**Data provided:**
◇ ◇ ◇
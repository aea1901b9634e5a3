//! Map data service
//!
//! [`TreeMapService`] is the one object a map screen talks to. It owns the bounds
//! tracker, the expanded-bounds cache, the marker memo and the detail lookup, and
//! runs network calls on tokio. Results come back over a channel and are applied
//! on the caller's thread by [`TreeMapService::poll`], typically once per frame.

use crate::api::{ApiError, TreeApi};
use crate::cache::{CacheStats, ExpandedBoundsCache, FetchRequest, MapData, Plan};
use crate::detail::{DetailLookup, DetailRequest, DetailState};
use crate::markers::{Marker, MarkerMemo, in_viewport};
use crate::tracker::{BoundsTracker, MapFrame, ViewportChange};
use crate::{CachePolicy, MapFilters, Result, TreeDetail, TreeMapError};
use std::sync::Arc;
use tokio::runtime::Handle;
use tokio::sync::mpsc::{UnboundedReceiver, UnboundedSender, unbounded_channel};
use tokio::task::JoinHandle;

/// Result of a background task
#[derive(Debug)]
enum Outcome {
    Map {
        seq: u64,
        result: std::result::Result<MapData, ApiError>,
    },
    Detail {
        id: String,
        result: std::result::Result<Option<TreeDetail>, ApiError>,
    },
}

/// Snapshot of everything the map screen draws
#[derive(Debug, Clone)]
pub struct MapView {
    /// Current zoom is below the cluster threshold
    pub use_clusters: bool,
    /// Markers inside the viewport, taken from the displayed cache entry
    pub markers: Vec<Arc<Marker>>,
    pub from_cache: bool,
    pub is_fetching: bool,
    /// Fetching with nothing to show yet
    pub is_loading: bool,
    pub error: Option<String>,
    /// Trees represented by the markers
    pub display_count: u64,
    pub zoom: f64,
}

impl MapView {
    pub fn status_text(&self) -> &'static str {
        if self.is_fetching {
            "Fetching..."
        } else if self.from_cache {
            "Using cache"
        } else {
            "Ready"
        }
    }
}

pub struct TreeMapService {
    api: Arc<dyn TreeApi>,
    runtime: Handle,
    tracker: BoundsTracker,
    cache: ExpandedBoundsCache,
    memo: MarkerMemo,
    details: DetailLookup,
    filters: MapFilters,
    viewport: Option<ViewportChange>,
    in_flight: Option<(u64, JoinHandle<()>)>,
    tx: UnboundedSender<Outcome>,
    rx: UnboundedReceiver<Outcome>,
}

impl std::fmt::Debug for TreeMapService {
    fn fmt(&self, f: &mut std::fmt::Formatter<'_>) -> std::fmt::Result {
        f.debug_struct("TreeMapService")
            .field("cache", &self.cache)
            .field("filters", &self.filters)
            .field("viewport", &self.viewport)
            .field("in_flight", &self.in_flight.as_ref().map(|(seq, _)| seq))
            .finish_non_exhaustive()
    }
}

impl TreeMapService {
    /// Create a service bound to the current tokio runtime
    pub fn new(api: Arc<dyn TreeApi>, policy: CachePolicy) -> Result<Self> {
        let runtime = Handle::try_current().map_err(|e| TreeMapError::Runtime(e.to_string()))?;
        Self::with_runtime(api, policy, runtime)
    }

    pub fn with_runtime(
        api: Arc<dyn TreeApi>,
        policy: CachePolicy,
        runtime: Handle,
    ) -> Result<Self> {
        policy.validate()?;
        let (tx, rx) = unbounded_channel();
        Ok(Self {
            api,
            runtime,
            tracker: BoundsTracker::new(),
            cache: ExpandedBoundsCache::new(policy),
            memo: MarkerMemo::new(),
            details: DetailLookup::default(),
            filters: MapFilters::default(),
            viewport: None,
            in_flight: None,
            tx,
            rx,
        })
    }

    /// Feed a raw map frame; settled frames become viewport changes
    pub fn observe(&mut self, frame: MapFrame) {
        if let Some(change) = self.tracker.observe(frame) {
            self.on_viewport_change(change);
        }
    }

    /// Whether the map view is still moving toward a settled viewport
    pub fn is_settling(&self) -> bool {
        self.tracker.is_settling()
    }

    /// Subscribers notified of each settled viewport
    pub fn tracker_mut(&mut self) -> &mut BoundsTracker {
        &mut self.tracker
    }

    pub fn on_viewport_change(&mut self, change: ViewportChange) {
        self.viewport = Some(change);
        self.refresh();
    }

    pub fn set_filters(&mut self, filters: MapFilters) {
        if filters == self.filters {
            return;
        }
        tracing::info!(status = ?filters.status, health = ?filters.health, "Filters changed");
        self.filters = filters;
        self.refresh();
    }

    pub fn filters(&self) -> MapFilters {
        self.filters
    }

    /// Discard cached map data and details after the inventory changed
    ///
    /// What is on screen stays until the refetch lands.
    pub fn invalidate(&mut self) {
        tracing::info!("Invalidating tree map cache");
        self.abort_in_flight();
        self.cache.invalidate();
        self.details.invalidate();
        self.refresh();
    }

    fn refresh(&mut self) {
        profiling::scope!("TreeMapService::refresh");
        let Some(change) = self.viewport else {
            return;
        };
        match self.cache.plan(&change.bounds, change.zoom, self.filters) {
            Plan::Cached => self.abort_in_flight(),
            Plan::InFlight { .. } => {}
            Plan::Fetch(request) => self.spawn_fetch(request),
        }
    }

    fn spawn_fetch(&mut self, request: FetchRequest) {
        self.abort_in_flight();

        let api = self.api.clone();
        let tx = self.tx.clone();
        let seq = request.seq;
        let handle = self.runtime.spawn(async move {
            let query = request.query();
            let result = if request.key.bucket.is_clustered() {
                api.tree_clusters(&query, request.zoom_level)
                    .await
                    .map(|clusters| MapData::Clusters(Arc::new(clusters)))
            } else {
                api.trees_in_bounds(&query)
                    .await
                    .map(|items| MapData::Trees(Arc::new(items)))
            };
            // Receiver gone means the service was dropped
            let _ = tx.send(Outcome::Map { seq, result });
        });
        self.in_flight = Some((seq, handle));
    }

    fn abort_in_flight(&mut self) {
        if let Some((seq, handle)) = self.in_flight.take() {
            tracing::trace!(seq, "Aborting superseded fetch");
            handle.abort();
        }
    }

    /// Apply every outcome that is already available; returns how many
    pub fn poll(&mut self) -> usize {
        let mut applied = 0;
        while let Ok(outcome) = self.rx.try_recv() {
            self.apply(outcome);
            applied += 1;
        }
        applied
    }

    /// Wait for the next outcome and apply it
    pub async fn next_outcome(&mut self) {
        if let Some(outcome) = self.rx.recv().await {
            self.apply(outcome);
        }
    }

    fn apply(&mut self, outcome: Outcome) {
        match outcome {
            Outcome::Map { seq, result } => {
                if self.in_flight.as_ref().is_some_and(|(s, _)| *s == seq) {
                    self.in_flight = None;
                }
                match result {
                    Ok(data) => self.cache.complete(seq, data),
                    Err(error) => self.cache.fail(seq, error),
                };
            }
            Outcome::Detail { id, result } => self.details.resolve(&id, result),
        }
    }

    /// Select a tree and load its full record if needed
    pub fn select_tree(&mut self, id: &str) {
        if let Some(DetailRequest { id }) = self.details.select(id) {
            let api = self.api.clone();
            let tx = self.tx.clone();
            self.runtime.spawn(async move {
                let result = api.tree_by_id(&id).await;
                let _ = tx.send(Outcome::Detail { id, result });
            });
        }
    }

    pub fn clear_selection(&mut self) {
        self.details.clear_selection();
    }

    pub fn detail_state(&self) -> &DetailState {
        self.details.state()
    }

    pub fn is_fetching(&self) -> bool {
        self.cache.is_fetching()
    }

    pub fn stats(&self) -> CacheStats {
        self.cache.stats()
    }

    pub fn policy(&self) -> &CachePolicy {
        self.cache.policy()
    }

    pub fn viewport(&self) -> Option<&ViewportChange> {
        self.viewport.as_ref()
    }

    /// Build the current view
    ///
    /// The displayed entry is used even while a newer fetch is pending, so the map
    /// never goes blank between requests.
    pub fn view(&mut self) -> MapView {
        profiling::scope!("TreeMapService::view");
        let zoom = self.viewport.map(|v| v.zoom).unwrap_or_default();
        let use_clusters = self.cache.policy().bucket_for(zoom).is_clustered();
        let is_fetching = self.cache.is_fetching();

        let shown = self.cache.displayed().map(|entry| {
            let all = self.memo.markers(&entry.data);
            match &self.viewport {
                Some(viewport) => in_viewport(&all, &viewport.bounds),
                None => all,
            }
        });
        let is_loading = is_fetching && shown.is_none();
        let markers = shown.unwrap_or_default();
        let display_count = markers.iter().map(|m| m.trees_represented()).sum();

        MapView {
            use_clusters,
            markers,
            from_cache: self.cache.from_cache(),
            is_fetching,
            is_loading,
            error: self.cache.last_error().map(|e| e.to_string()),
            display_count,
            zoom,
        }
    }
}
◇ ◇ ◇
**Task item:** Looking at the records above, how many lines contain "DetailState"? Answer with the number alone.

**Answer below:** 2